PATIENTS OPERATED on by a consultant surgeon rather than a junior doctor in training are less likely to develop healthcare-associated infections (HAIs), a leading specialist has said.
Prof Hilary Humphreys, professor of clinical microbiology at the Royal College of Surgeons in Ireland, told a conference in London that infection at the site of a surgical operation was the third most common cause of HAIs in the Republic.
"Measures that can have a beneficial effect in reducing surgical site infections include improved preparation of the patient pre-operatively, aspects of surgical technique during the operative procedure itself and post-operative care," he told doctors attending the Lancet Healthcare Associated Infections conference yesterday.
Surgery involving the colon and rectum (large bowel) was associated with the highest incidence of post-operative infection. And hospitals that carried out larger volumes of surgery had lower rates of surgical infection compared with centres with lower caseloads.
Prof Humphreys said a 2007 study of infection following orthopaedic surgery showed that when consultants carried out hip operations, infection rates were about half those found when non-consultant surgeons carried out the procedure.
"Seniority and experience has a positive impact on reducing surgical site infections," he said.
"A multidisciplinary approach reducing rates of surgical site infection is needed as well as improvements in the surveillance of patients following discharge from hospital."
Speaking to The Irish Times, Dr Kevin Kelliher, assistant national director of population health with the Health Service Executive, said there was a need to recognise how prescribing habits affect HAIs.
"There is an issue around doctors' prescribing habits. Doctors need to take responsibility for a more appropriate and more specific prescribing of antibiotics," he said.
Editor of the Lancet Infectious Diseases journal Dr John McConnell said: "Modern medicine faces few greater challenges than that of HAIs. In the UK, HAIs are estimated to cost the National Health Service at least £1 billion per year.
"Media attention has increased public pressure to tackle HAIs - a pressure that clinicians, researchers and policymakers must deal with".
Dr Andrew Pearson, consultant epidemiologist at the Communicable Disease Surveillance Centre, London, said the introduction of mandatory antibiotic prescribing in Bristol had contributed to a major drop in the number of cases of Clostridium difficile, the increasing prevalence of which has been linked to the over-prescribing of broad spectrum antibiotics.

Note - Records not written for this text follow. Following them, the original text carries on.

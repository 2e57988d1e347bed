//! PlanIndex CLI: build hierarchical context trees from annotated plan sets.
//!
//! Imports projects, runs the three enrichment passes with live progress,
//! and serves the HTTP/SSE control surface.

mod commands;
mod import;
mod server;

use clap::Parser;
use color_eyre::eyre::Result;

use commands::Cli;

#[tokio::main]
async fn main() -> Result<()> {
    color_eyre::install()?;
    let cli = Cli::parse();
    commands::init_tracing(&cli);
    commands::run(cli).await
}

The health protection agency expert said the nature of MRSA infection had changed. "We now have a huge mixture of strains in the US, both hospital-acquired and community-acquired", which he predicted would also happen in the UK and Ireland.
Dr Pearson warned that "mega-million pound" lawsuits from healthcare-associated infection would soon appear in the law courts. Looking to the future, he said there was a need for patient involvement, public reporting and legal advocacy to drive down rates of HAIs.
Dr Stephanie Dancer of the Department of Microbiology, Hairmyres Hospital, East Kilbride, Scotland, told the conference that targeted cleaning of hand-touch sites could significantly reduce the infection risk for hospital patients.